**** Raw data ****
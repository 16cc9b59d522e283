use super::shape::ShapeKind;

/// A tetromino as a shape kind plus four relative cell offsets.
///
/// A `Piece` is an immutable value: rotation produces a *new* piece with
/// transformed offsets. It carries no board position; the session tracks
/// the origin `(cur_x, cur_y)` separately and combines the two through
/// [`cells_at`](Self::cells_at).
///
/// # Coordinate system
///
/// Offsets live in piece-local space with y growing upward. Board rows are
/// indexed from the bottom, so an absolute cell is
/// `(origin_x + dx, origin_y - dy)` — the vertical flip is applied here
/// and nowhere else.
#[derive(Debug, Clone, Copy, PartialEq, Eq)]
pub struct Piece {
    kind: ShapeKind,
    coords: [(i32, i32); 4],
}

impl Piece {
    #[must_use]
    pub fn new(kind: ShapeKind) -> Self {
        Self {
            kind,
            coords: kind.offsets(),
        }
    }

    /// The hidden piece used while no piece is falling.
    #[must_use]
    pub fn empty() -> Self {
        Self::new(ShapeKind::Empty)
    }

    #[must_use]
    pub fn kind(&self) -> ShapeKind {
        self.kind
    }

    /// Rotates 90° counter-clockwise: each offset `(x, y)` becomes
    /// `(y, -x)`. Identity for `Square`, whose 2×2 footprint is unchanged
    /// by rotation, so the transform is skipped entirely.
    #[must_use]
    pub fn rotated_left(&self) -> Self {
        if self.kind == ShapeKind::Square {
            return *self;
        }
        Self {
            kind: self.kind,
            coords: self.coords.map(|(x, y)| (y, -x)),
        }
    }

    /// Rotates 90° clockwise: each offset `(x, y)` becomes `(-y, x)`.
    /// Identity for `Square`.
    #[must_use]
    pub fn rotated_right(&self) -> Self {
        if self.kind == ShapeKind::Square {
            return *self;
        }
        Self {
            kind: self.kind,
            coords: self.coords.map(|(x, y)| (-y, x)),
        }
    }

    #[must_use]
    pub fn min_x(&self) -> i32 {
        self.coords.iter().map(|&(x, _)| x).fold(self.coords[0].0, i32::min)
    }

    #[must_use]
    pub fn max_x(&self) -> i32 {
        self.coords.iter().map(|&(x, _)| x).fold(self.coords[0].0, i32::max)
    }

    #[must_use]
    pub fn min_y(&self) -> i32 {
        self.coords.iter().map(|&(_, y)| y).fold(self.coords[0].1, i32::min)
    }

    #[must_use]
    pub fn max_y(&self) -> i32 {
        self.coords.iter().map(|&(_, y)| y).fold(self.coords[0].1, i32::max)
    }

    /// The four absolute board cells of this piece placed at the given
    /// origin: `(origin_x + dx, origin_y - dy)`.
    ///
    /// Results may lie outside the board; legality is the caller's concern
    /// (see [`Board::can_place`](super::Board::can_place)).
    #[must_use]
    pub fn cells_at(&self, origin_x: i32, origin_y: i32) -> [(i32, i32); 4] {
        self.coords.map(|(dx, dy)| (origin_x + dx, origin_y - dy))
    }
}

#[cfg(test)]
mod tests {
    use super::*;

    #[test]
    fn square_rotation_is_identity() {
        let square = Piece::new(ShapeKind::Square);
        assert_eq!(square.rotated_left(), square);
        assert_eq!(square.rotated_right(), square);

        let mut piece = square;
        for _ in 0..7 {
            piece = piece.rotated_right();
        }
        assert_eq!(piece, square);
    }

    #[test]
    fn left_then_right_restores_original() {
        for kind in [
            ShapeKind::Line,
            ShapeKind::LShape,
            ShapeKind::MirroredLShape,
            ShapeKind::SShape,
            ShapeKind::TShape,
            ShapeKind::ZShape,
        ] {
            let piece = Piece::new(kind);
            assert_eq!(piece.rotated_left().rotated_right(), piece);
            assert_eq!(piece.rotated_right().rotated_left(), piece);
        }
    }

    #[test]
    fn four_right_rotations_restore_original() {
        let piece = Piece::new(ShapeKind::TShape);
        let rotated = piece
            .rotated_right()
            .rotated_right()
            .rotated_right()
            .rotated_right();
        assert_eq!(rotated, piece);
    }

    #[test]
    fn rotation_is_pure() {
        let piece = Piece::new(ShapeKind::ZShape);
        let before = piece;
        let _ = piece.rotated_left();
        assert_eq!(piece, before);
    }

    #[test]
    fn extents_of_line_piece() {
        let line = Piece::new(ShapeKind::Line);
        assert_eq!(line.min_x(), -1);
        assert_eq!(line.max_x(), 2);
        assert_eq!(line.min_y(), 0);
        assert_eq!(line.max_y(), 0);

        let upright = line.rotated_right();
        assert_eq!(upright.min_x(), 0);
        assert_eq!(upright.max_x(), 0);
        assert_eq!(upright.min_y(), -1);
        assert_eq!(upright.max_y(), 2);
    }

    #[test]
    fn cells_at_applies_vertical_flip() {
        // TShape has one cell at local (0, -1), which must land one row
        // *above* the origin on the bottom-up board.
        let tee = Piece::new(ShapeKind::TShape);
        let cells = tee.cells_at(5, 10);
        assert!(cells.contains(&(5, 11)));
        assert!(cells.contains(&(4, 10)));
        assert!(cells.contains(&(5, 10)));
        assert!(cells.contains(&(6, 10)));
    }
}
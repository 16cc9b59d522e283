//! Game orchestration built on top of the [`core`](crate::core) types:
//!
//! - [`GameSession`] - the spawn/fall/lock/clear state machine
//! - [`GameStats`] - score, level, and line counters
//! - [`PieceQueue`] - the fixed-depth lookahead queue of upcoming shapes
//! - [`QueueSeed`] - seed for deterministic shape draws

pub use self::{game_session::*, game_stats::*, piece_queue::*};

mod game_session;
mod game_stats;
mod piece_queue;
****
## [Aim of the exercise]
Whenever a line in the records contains the word "TShape", copy that line.

## [Response to the task]
            ShapeKind::TShape,
        let piece = Piece::new(ShapeKind::TShape);
        // TShape has one cell at local (0, -1), which must land one row
        let tee = Piece::new(ShapeKind::TShape);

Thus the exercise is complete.